(Collected data)
+ + + + + + +

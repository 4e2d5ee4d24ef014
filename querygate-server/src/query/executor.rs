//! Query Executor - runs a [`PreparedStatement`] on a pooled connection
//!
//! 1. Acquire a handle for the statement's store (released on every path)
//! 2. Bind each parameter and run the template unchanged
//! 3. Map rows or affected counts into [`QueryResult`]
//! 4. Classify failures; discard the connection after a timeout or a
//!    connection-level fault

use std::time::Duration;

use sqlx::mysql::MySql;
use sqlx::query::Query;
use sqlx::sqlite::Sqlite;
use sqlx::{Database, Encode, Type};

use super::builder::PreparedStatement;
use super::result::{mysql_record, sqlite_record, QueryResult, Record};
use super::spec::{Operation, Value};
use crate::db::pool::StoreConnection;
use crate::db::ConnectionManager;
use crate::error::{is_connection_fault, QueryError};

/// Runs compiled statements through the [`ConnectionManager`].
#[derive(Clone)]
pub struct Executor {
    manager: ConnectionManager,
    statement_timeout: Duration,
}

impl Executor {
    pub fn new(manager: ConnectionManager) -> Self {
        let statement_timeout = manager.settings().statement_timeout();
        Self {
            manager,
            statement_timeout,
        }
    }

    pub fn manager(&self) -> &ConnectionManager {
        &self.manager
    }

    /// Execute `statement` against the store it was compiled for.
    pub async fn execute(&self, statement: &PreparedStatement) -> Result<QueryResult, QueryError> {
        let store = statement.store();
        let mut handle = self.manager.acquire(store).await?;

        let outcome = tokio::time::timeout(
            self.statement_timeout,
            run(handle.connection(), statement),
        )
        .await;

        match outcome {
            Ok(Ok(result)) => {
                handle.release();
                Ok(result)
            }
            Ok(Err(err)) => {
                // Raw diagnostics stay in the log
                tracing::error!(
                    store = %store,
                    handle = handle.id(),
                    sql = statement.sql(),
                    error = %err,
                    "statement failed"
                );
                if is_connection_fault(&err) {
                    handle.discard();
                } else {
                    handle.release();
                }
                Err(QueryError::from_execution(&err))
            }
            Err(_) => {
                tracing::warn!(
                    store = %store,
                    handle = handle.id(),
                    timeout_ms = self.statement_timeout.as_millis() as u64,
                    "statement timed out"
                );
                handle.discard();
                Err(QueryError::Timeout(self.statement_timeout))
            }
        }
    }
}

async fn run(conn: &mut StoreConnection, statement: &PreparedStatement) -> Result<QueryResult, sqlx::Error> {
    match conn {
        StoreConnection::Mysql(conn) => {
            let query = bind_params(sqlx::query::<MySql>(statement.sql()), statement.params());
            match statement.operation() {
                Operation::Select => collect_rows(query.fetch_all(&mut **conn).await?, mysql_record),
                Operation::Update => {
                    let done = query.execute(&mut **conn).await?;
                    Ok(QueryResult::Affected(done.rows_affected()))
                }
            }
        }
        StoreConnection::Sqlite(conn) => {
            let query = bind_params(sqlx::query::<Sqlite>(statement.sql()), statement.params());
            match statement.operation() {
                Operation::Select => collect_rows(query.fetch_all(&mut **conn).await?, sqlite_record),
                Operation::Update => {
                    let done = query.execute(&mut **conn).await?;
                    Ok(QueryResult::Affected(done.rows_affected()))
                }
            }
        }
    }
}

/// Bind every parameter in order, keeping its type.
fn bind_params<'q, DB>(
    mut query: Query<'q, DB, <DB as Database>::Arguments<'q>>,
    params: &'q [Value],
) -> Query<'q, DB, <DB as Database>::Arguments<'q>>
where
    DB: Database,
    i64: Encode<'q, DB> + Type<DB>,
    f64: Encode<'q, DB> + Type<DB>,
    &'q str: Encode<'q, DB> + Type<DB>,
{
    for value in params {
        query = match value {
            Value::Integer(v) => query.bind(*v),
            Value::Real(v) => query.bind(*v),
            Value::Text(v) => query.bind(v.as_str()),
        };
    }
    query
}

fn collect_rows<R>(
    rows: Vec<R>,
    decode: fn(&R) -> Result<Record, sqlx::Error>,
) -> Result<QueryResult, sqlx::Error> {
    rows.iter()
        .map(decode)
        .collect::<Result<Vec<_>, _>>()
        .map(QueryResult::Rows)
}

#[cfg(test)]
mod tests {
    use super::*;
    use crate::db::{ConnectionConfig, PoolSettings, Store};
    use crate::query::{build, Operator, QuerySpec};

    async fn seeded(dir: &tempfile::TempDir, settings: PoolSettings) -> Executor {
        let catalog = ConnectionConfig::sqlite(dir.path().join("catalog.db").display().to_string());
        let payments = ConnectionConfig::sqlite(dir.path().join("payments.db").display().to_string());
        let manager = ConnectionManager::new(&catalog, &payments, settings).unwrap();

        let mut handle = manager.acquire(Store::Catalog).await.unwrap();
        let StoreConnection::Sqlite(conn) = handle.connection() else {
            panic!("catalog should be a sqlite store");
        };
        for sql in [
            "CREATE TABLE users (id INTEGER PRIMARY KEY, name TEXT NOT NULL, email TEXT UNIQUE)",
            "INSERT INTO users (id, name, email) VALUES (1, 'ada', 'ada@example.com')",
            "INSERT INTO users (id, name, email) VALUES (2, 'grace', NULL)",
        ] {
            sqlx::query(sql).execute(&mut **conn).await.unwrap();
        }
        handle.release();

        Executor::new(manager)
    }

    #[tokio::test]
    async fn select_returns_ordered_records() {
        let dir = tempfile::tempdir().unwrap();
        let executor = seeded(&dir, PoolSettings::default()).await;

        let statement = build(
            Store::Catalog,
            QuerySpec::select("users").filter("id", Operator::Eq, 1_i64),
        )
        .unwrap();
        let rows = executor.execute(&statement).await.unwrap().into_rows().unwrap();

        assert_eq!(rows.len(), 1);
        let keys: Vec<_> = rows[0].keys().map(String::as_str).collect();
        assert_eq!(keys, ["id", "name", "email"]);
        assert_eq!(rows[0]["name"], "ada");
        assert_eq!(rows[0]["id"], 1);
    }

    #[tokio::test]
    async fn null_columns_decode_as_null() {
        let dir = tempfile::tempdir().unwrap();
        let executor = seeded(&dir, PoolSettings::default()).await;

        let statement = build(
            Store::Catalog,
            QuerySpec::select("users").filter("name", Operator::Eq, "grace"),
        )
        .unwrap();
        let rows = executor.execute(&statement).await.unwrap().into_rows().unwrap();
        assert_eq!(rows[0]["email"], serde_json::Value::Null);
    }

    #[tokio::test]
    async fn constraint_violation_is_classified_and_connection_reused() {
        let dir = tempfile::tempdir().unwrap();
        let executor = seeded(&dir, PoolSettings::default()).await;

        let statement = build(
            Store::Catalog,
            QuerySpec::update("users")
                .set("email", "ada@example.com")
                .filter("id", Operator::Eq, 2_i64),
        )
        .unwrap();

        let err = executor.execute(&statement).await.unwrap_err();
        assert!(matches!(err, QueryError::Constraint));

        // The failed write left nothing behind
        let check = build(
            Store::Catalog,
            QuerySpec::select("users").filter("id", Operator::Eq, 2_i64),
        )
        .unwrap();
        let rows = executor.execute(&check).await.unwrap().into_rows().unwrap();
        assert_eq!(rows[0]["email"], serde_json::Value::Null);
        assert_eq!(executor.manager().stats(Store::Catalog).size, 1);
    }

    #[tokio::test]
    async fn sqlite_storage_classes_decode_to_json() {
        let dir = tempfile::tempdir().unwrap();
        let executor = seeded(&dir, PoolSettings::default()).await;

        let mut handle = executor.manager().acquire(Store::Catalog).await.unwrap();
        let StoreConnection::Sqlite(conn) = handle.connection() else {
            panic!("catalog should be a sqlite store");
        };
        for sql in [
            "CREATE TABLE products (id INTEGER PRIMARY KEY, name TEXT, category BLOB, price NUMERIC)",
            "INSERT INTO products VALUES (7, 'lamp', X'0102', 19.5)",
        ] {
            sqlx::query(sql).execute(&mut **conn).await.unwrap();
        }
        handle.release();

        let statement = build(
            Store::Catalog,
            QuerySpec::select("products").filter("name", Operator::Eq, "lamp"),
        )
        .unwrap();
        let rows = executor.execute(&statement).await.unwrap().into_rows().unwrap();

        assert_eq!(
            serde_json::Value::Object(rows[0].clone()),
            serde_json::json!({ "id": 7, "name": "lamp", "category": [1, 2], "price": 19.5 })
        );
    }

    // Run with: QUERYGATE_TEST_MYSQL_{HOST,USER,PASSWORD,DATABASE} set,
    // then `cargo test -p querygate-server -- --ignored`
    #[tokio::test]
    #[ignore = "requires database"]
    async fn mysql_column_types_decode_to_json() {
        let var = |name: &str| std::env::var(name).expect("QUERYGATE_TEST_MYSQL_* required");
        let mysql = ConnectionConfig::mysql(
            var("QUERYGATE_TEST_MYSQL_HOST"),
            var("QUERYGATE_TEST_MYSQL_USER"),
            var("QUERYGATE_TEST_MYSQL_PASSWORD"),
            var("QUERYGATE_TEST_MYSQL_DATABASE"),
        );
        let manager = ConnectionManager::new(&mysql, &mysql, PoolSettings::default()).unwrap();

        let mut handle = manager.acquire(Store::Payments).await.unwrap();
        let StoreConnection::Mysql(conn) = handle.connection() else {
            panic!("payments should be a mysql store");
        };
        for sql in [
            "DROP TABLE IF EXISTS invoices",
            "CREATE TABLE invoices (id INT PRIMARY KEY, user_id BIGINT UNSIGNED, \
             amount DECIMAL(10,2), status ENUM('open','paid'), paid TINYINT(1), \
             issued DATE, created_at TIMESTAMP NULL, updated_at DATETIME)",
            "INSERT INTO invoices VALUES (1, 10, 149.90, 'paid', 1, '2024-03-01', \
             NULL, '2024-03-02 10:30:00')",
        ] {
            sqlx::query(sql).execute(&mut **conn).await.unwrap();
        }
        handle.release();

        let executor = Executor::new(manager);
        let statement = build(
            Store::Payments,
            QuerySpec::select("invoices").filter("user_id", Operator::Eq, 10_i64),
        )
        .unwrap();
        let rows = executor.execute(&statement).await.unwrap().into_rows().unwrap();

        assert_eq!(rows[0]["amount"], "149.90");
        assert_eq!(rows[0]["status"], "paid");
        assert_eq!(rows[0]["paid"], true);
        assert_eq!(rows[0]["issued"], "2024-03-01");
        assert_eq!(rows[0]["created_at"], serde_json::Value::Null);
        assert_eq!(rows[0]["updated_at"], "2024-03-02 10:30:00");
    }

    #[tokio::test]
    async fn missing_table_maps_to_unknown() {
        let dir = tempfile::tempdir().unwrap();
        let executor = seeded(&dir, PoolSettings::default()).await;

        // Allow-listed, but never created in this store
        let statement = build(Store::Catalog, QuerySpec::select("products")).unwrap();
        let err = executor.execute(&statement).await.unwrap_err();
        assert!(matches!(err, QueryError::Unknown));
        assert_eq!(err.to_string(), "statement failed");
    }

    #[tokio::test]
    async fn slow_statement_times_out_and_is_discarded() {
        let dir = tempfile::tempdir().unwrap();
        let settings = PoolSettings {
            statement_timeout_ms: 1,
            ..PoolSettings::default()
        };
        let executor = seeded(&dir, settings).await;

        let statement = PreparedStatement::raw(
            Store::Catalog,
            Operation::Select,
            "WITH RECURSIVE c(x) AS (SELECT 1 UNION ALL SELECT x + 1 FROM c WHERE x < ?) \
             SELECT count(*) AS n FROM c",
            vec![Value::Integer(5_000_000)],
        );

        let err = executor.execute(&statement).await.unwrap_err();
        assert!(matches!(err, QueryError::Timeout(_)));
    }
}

+ + + + + + +

Exercise goal: Output exactly the span of lines beginning at the first line of the records and ending at the line that holds "the template unchanged", inclusive, with no other text.

Response to this task:
repository 4e2d5ee4d24ef014
filename querygate-server/src/query/executor.rs
//! Query Executor - runs a [`PreparedStatement`] on a pooled connection
//!
//! 1. Acquire a handle for the statement's store (released on every path)
//! 2. Bind each parameter and run the template unchanged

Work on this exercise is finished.